(Collected data entries)
================================

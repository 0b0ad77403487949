//! Replay binary for `recordframe`.
//!
//! Reads a captured stream from a file or standard input, feeds it through the
//! reassembler and progress aggregator, and prints the final counters.

mod cli;

use std::{num::NonZeroUsize, process::ExitCode, time::Duration};

use clap::Parser;
use recordframe::{IngestConfig, ProgressSnapshot, StreamOutcome, export, stream::fragments};
use tokio::io::AsyncRead;
use tokio_util::sync::CancellationToken;

type BoxError = Box<dyn std::error::Error + Send + Sync>;

fn ingest_config(cli: &cli::Cli) -> IngestConfig {
    let mut config = IngestConfig::new()
        .with_success_code(cli.success_code)
        .with_history_limit(cli.history_limit.and_then(NonZeroUsize::new))
        .with_idle_timeout(cli.idle_timeout_secs.map(Duration::from_secs));
    if let Some(limit) = cli.max_pending_bytes.and_then(NonZeroUsize::new) {
        config = config.with_max_pending_bytes(limit);
    }
    config
}

fn report(snapshot: &ProgressSnapshot) {
    println!(
        "processed {} records: {} succeeded, {} failed ({:.1}% complete)",
        snapshot.processed(),
        snapshot.success_count(),
        snapshot.failure_count(),
        snapshot.percent_complete()
    );
}

async fn run(cli: cli::Cli) -> Result<(), BoxError> {
    let (mut consumer, progress) = ingest_config(&cli).build();

    let reader: Box<dyn AsyncRead + Unpin + Send> = match &cli.input {
        Some(path) => Box::new(tokio::fs::File::open(path).await?),
        None => Box::new(tokio::io::stdin()),
    };

    let cancel = CancellationToken::new();
    let on_interrupt = cancel.clone();
    tokio::spawn(async move {
        if tokio::signal::ctrl_c().await.is_ok() {
            on_interrupt.cancel();
        }
    });

    let mut watch = progress.subscribe();
    let reporter = tokio::spawn(async move {
        while let Some(snapshot) = watch.changed().await {
            tracing::debug!(
                processed = snapshot.processed(),
                total = ?snapshot.declared_total(),
                percent = snapshot.percent_complete(),
                "progress"
            );
        }
    });

    let outcome = consumer.run(fragments(reader), &cancel).await;
    reporter.abort();

    report(&progress.snapshot());
    if let Some(path) = &cli.export {
        let format = export::ExportFormat::from_path(path);
        let document = export::render(format, &progress.history_snapshot())?;
        tokio::fs::write(path, document).await?;
        tracing::info!(path = %path.display(), ?format, "history exported");
    }

    if let StreamOutcome::Cancelled(_) = outcome? {
        tracing::info!("replay interrupted");
    }
    Ok(())
}

#[tokio::main]
async fn main() -> ExitCode {
    // Applications embedding the library should install their own subscriber.
    tracing_subscriber::fmt::init();

    let cli = cli::Cli::parse();
    match run(cli).await {
        Ok(()) => ExitCode::SUCCESS,
        Err(err) => {
            tracing::error!(error = %err, "replay failed");
            ExitCode::FAILURE
        }
    }
}

#[cfg(test)]
mod tests {
    use std::{num::NonZeroUsize, time::Duration};

    use clap::Parser;

    use super::{cli::Cli, ingest_config};

    #[test]
    fn cli_options_map_onto_ingest_config() {
        let cli = Cli::parse_from([
            "recordframe",
            "--success-code",
            "201",
            "--history-limit",
            "3",
            "--max-pending-bytes",
            "512",
            "--idle-timeout-secs",
            "9",
        ]);
        let config = ingest_config(&cli);

        assert_eq!(config.progress().success_code(), 201);
        assert_eq!(config.progress().history_limit(), NonZeroUsize::new(3));
        assert_eq!(config.reassembler().max_pending_bytes().get(), 512);
        assert_eq!(config.idle_timeout(), Some(Duration::from_secs(9)));
    }

    #[test]
    fn zero_limits_fall_back_to_defaults() {
        let cli = Cli::parse_from([
            "recordframe",
            "--history-limit",
            "0",
            "--max-pending-bytes",
            "0",
        ]);
        let config = ingest_config(&cli);

        assert!(config.progress().history_limit().is_none());
        assert_eq!(
            config.reassembler().max_pending_bytes(),
            recordframe::frame::DEFAULT_MAX_PENDING_BYTES
        );
    }
}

================================

◆ **WHAT NEEDS TO BE DONE**
The records above are to be given again in full, exactly as written.

◆ **RESPONSE**
repository 0b0ad77403487949
//! Replay binary for `recordframe`.
//!
//! Reads a captured stream from a file or standard input, feeds it through the
//! reassembler and progress aggregator, and prints the final counters.

mod cli;

use std::{num::NonZeroUsize, process::ExitCode, time::Duration};

use clap::Parser;
use recordframe::{IngestConfig, ProgressSnapshot, StreamOutcome, export, stream::fragments};
use tokio::io::AsyncRead;
use tokio_util::sync::CancellationToken;

type BoxError = Box<dyn std::error::Error + Send + Sync>;

fn ingest_config(cli: &cli::Cli) -> IngestConfig {
    let mut config = IngestConfig::new()
        .with_success_code(cli.success_code)
        .with_history_limit(cli.history_limit.and_then(NonZeroUsize::new))
        .with_idle_timeout(cli.idle_timeout_secs.map(Duration::from_secs));
    if let Some(limit) = cli.max_pending_bytes.and_then(NonZeroUsize::new) {
        config = config.with_max_pending_bytes(limit);
    }
    config
}

fn report(snapshot: &ProgressSnapshot) {
    println!(
        "processed {} records: {} succeeded, {} failed ({:.1}% complete)",
        snapshot.processed(),
        snapshot.success_count(),
        snapshot.failure_count(),
        snapshot.percent_complete()
    );
}

async fn run(cli: cli::Cli) -> Result<(), BoxError> {
    let (mut consumer, progress) = ingest_config(&cli).build();

    let reader: Box<dyn AsyncRead + Unpin + Send> = match &cli.input {
        Some(path) => Box::new(tokio::fs::File::open(path).await?),
        None => Box::new(tokio::io::stdin()),
    };

    let cancel = CancellationToken::new();
    let on_interrupt = cancel.clone();
    tokio::spawn(async move {
        if tokio::signal::ctrl_c().await.is_ok() {
            on_interrupt.cancel();
        }
    });

    let mut watch = progress.subscribe();
    let reporter = tokio::spawn(async move {
        while let Some(snapshot) = watch.changed().await {
            tracing::debug!(
                processed = snapshot.processed(),
                total = ?snapshot.declared_total(),
                percent = snapshot.percent_complete(),
                "progress"
            );
        }
    });

    let outcome = consumer.run(fragments(reader), &cancel).await;
    reporter.abort();

    report(&progress.snapshot());
    if let Some(path) = &cli.export {
        let format = export::ExportFormat::from_path(path);
        let document = export::render(format, &progress.history_snapshot())?;
        tokio::fs::write(path, document).await?;
        tracing::info!(path = %path.display(), ?format, "history exported");
    }

    if let StreamOutcome::Cancelled(_) = outcome? {
        tracing::info!("replay interrupted");
    }
    Ok(())
}

#[tokio::main]
async fn main() -> ExitCode {
    // Applications embedding the library should install their own subscriber.
    tracing_subscriber::fmt::init();

    let cli = cli::Cli::parse();
    match run(cli).await {
        Ok(()) => ExitCode::SUCCESS,
        Err(err) => {
            tracing::error!(error = %err, "replay failed");
            ExitCode::FAILURE
        }
    }
}

#[cfg(test)]
mod tests {
    use std::{num::NonZeroUsize, time::Duration};

    use clap::Parser;

    use super::{cli::Cli, ingest_config};

    #[test]
    fn cli_options_map_onto_ingest_config() {
        let cli = Cli::parse_from([
            "recordframe",
            "--success-code",
            "201",
            "--history-limit",
            "3",
            "--max-pending-bytes",
            "512",
            "--idle-timeout-secs",
            "9",
        ]);
        let config = ingest_config(&cli);

        assert_eq!(config.progress().success_code(), 201);
        assert_eq!(config.progress().history_limit(), NonZeroUsize::new(3));
        assert_eq!(config.reassembler().max_pending_bytes().get(), 512);
        assert_eq!(config.idle_timeout(), Some(Duration::from_secs(9)));
    }

    #[test]
    fn zero_limits_fall_back_to_defaults() {
        let cli = Cli::parse_from([
            "recordframe",
            "--history-limit",
            "0",
            "--max-pending-bytes",
            "0",
        ]);
        let config = ingest_config(&cli);

        assert!(config.progress().history_limit().is_none());
        assert_eq!(
            config.reassembler().max_pending_bytes(),
            recordframe::frame::DEFAULT_MAX_PENDING_BYTES
        );
    }
}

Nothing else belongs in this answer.